Prompt:
Report each line of the data that has "filter" somewhere in it.
----- Excerpted records
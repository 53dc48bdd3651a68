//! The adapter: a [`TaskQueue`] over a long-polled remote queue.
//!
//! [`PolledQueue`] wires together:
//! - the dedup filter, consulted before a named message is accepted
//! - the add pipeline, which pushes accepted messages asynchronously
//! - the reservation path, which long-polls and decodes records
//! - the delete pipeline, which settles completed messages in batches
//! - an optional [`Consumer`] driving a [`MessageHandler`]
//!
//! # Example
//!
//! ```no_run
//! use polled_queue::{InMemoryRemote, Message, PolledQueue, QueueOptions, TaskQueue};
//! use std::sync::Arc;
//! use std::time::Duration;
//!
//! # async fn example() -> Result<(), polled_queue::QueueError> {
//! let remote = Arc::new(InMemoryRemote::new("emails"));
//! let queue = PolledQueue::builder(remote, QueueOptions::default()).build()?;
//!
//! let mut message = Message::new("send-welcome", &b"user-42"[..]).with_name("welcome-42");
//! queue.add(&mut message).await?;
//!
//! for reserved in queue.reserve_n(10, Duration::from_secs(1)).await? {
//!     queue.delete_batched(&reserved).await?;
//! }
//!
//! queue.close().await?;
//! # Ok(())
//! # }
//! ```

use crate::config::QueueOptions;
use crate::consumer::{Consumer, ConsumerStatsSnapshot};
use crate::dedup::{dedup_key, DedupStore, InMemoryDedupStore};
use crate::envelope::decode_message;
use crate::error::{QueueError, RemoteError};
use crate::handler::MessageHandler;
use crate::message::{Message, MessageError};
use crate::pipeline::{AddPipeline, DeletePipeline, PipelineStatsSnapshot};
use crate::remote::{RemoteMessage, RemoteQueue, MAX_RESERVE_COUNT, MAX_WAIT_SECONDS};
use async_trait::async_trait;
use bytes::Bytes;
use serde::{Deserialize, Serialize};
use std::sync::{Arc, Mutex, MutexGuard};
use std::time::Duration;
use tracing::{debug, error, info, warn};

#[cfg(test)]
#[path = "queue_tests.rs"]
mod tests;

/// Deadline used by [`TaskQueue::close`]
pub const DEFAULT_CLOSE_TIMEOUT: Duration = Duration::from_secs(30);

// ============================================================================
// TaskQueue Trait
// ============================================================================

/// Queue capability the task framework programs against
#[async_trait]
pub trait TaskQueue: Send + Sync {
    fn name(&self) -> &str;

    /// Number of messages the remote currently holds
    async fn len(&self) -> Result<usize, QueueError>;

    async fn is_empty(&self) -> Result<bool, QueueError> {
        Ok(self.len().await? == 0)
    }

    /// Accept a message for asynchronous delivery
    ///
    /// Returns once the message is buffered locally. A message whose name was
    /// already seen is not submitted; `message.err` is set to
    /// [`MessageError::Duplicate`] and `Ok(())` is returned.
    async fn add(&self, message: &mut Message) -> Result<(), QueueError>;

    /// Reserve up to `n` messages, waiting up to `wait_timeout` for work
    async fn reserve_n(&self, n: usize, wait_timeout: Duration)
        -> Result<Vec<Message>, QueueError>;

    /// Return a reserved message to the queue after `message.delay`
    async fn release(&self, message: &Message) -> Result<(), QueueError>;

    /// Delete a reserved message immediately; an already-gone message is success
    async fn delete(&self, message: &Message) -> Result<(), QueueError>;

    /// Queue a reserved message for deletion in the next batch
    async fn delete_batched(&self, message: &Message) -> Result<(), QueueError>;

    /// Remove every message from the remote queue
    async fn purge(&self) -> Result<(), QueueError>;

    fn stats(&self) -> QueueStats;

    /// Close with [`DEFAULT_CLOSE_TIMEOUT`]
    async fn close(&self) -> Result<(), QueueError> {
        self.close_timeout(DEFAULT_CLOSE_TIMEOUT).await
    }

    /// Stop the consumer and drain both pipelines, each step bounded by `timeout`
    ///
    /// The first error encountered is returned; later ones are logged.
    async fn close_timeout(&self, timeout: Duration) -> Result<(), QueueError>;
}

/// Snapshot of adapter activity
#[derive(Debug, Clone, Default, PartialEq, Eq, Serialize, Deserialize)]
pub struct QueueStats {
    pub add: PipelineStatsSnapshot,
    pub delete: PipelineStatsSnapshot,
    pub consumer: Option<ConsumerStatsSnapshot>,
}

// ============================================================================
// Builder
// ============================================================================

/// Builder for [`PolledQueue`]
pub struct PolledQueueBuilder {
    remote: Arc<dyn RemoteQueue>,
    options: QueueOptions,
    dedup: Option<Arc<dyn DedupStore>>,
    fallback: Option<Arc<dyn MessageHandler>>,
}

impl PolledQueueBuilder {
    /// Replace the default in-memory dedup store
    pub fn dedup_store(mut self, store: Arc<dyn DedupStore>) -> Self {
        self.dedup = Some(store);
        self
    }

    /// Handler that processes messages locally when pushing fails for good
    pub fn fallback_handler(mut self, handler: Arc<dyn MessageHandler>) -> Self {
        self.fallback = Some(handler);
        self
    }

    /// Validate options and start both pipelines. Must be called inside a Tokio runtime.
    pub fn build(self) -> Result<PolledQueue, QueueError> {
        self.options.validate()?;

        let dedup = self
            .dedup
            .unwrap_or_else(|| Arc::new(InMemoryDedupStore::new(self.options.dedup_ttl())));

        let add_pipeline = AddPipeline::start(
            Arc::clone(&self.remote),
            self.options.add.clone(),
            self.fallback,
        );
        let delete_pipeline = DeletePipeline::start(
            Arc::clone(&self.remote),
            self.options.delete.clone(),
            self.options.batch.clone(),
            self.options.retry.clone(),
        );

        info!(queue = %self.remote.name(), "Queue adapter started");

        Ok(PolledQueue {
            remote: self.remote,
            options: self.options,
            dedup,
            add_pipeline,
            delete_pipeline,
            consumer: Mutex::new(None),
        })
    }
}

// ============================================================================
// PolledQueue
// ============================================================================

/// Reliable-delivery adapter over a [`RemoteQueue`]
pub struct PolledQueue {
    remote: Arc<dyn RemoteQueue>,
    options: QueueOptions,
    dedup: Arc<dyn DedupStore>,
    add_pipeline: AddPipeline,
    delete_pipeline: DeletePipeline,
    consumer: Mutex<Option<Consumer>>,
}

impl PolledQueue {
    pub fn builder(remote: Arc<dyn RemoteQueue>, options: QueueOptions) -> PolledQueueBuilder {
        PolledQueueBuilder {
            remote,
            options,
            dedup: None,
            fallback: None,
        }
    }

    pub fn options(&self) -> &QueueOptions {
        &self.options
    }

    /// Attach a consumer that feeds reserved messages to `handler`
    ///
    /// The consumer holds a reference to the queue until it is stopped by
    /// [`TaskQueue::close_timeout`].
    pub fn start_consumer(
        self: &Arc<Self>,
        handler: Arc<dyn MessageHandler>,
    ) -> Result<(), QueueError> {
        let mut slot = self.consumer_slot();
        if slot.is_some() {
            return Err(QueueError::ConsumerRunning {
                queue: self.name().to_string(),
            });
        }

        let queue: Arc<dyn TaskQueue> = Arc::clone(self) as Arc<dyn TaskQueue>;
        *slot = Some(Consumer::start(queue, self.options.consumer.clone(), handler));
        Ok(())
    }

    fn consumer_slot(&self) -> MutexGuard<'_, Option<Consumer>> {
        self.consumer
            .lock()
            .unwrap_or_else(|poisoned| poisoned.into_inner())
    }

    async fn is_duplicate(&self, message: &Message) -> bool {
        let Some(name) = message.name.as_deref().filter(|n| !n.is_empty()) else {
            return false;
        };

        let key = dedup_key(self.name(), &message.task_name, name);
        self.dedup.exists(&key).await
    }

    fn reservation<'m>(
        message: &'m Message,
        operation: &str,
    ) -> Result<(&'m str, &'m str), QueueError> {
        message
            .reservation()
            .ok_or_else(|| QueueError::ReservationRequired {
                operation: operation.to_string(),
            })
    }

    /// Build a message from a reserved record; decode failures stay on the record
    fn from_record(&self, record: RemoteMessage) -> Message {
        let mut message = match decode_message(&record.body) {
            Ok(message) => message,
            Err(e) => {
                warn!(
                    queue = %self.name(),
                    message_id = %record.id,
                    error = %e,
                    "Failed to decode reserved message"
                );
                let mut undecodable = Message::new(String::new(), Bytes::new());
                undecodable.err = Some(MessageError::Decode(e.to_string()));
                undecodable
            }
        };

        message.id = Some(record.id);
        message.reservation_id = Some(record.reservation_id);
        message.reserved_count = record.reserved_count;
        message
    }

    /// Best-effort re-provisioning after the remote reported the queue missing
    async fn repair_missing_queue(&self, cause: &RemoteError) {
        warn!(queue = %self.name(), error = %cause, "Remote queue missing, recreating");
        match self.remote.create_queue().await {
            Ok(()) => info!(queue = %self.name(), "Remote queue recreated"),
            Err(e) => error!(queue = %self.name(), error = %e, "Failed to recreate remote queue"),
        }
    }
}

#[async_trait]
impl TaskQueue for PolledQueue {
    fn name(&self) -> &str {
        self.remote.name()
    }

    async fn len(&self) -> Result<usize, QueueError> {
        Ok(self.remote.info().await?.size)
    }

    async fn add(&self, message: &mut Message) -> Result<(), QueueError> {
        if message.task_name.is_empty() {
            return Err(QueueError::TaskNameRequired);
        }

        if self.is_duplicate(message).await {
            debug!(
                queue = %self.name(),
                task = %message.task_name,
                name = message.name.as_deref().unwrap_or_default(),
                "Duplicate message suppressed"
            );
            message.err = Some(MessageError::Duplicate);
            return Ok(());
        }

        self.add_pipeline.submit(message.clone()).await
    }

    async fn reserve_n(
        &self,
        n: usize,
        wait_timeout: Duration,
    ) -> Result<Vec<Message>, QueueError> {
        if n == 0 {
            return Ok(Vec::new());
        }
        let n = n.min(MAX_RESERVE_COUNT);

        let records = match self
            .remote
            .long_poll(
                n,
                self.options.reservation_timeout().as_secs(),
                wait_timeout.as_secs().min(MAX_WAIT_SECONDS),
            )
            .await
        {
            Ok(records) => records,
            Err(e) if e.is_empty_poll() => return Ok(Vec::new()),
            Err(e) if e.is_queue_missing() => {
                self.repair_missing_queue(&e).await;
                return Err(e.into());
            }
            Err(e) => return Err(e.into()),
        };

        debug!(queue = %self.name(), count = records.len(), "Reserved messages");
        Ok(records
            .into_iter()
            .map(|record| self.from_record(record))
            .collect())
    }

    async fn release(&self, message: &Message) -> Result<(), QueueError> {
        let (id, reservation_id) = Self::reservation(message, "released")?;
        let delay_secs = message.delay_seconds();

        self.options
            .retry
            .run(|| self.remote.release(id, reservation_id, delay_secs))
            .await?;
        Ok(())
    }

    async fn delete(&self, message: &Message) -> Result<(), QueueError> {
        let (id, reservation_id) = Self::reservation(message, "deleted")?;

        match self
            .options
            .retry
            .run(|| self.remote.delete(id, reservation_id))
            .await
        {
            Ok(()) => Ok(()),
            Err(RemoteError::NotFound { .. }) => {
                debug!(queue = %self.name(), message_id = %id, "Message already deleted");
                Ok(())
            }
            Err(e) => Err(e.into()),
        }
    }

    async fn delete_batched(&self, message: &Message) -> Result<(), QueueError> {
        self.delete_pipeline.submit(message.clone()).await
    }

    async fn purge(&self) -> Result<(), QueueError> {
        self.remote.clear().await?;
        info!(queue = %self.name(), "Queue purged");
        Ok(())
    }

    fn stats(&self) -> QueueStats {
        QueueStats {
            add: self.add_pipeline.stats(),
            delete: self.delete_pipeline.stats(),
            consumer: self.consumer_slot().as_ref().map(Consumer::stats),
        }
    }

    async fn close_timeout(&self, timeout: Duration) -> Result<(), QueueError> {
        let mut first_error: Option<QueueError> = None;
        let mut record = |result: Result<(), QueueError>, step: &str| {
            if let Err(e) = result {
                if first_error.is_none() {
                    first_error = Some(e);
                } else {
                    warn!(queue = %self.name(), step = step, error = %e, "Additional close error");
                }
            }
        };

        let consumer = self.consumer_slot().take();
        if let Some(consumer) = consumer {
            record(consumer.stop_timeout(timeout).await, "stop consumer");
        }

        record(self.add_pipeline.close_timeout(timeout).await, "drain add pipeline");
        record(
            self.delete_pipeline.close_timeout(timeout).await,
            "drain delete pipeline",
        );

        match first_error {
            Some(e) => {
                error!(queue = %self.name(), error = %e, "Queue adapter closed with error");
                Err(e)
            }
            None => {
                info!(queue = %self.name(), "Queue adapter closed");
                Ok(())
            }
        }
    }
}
----------
Solution:
//! - the dedup filter, consulted before a named message is accepted
        let Some(name) = message.name.as_deref().filter(|n| !n.is_empty()) else {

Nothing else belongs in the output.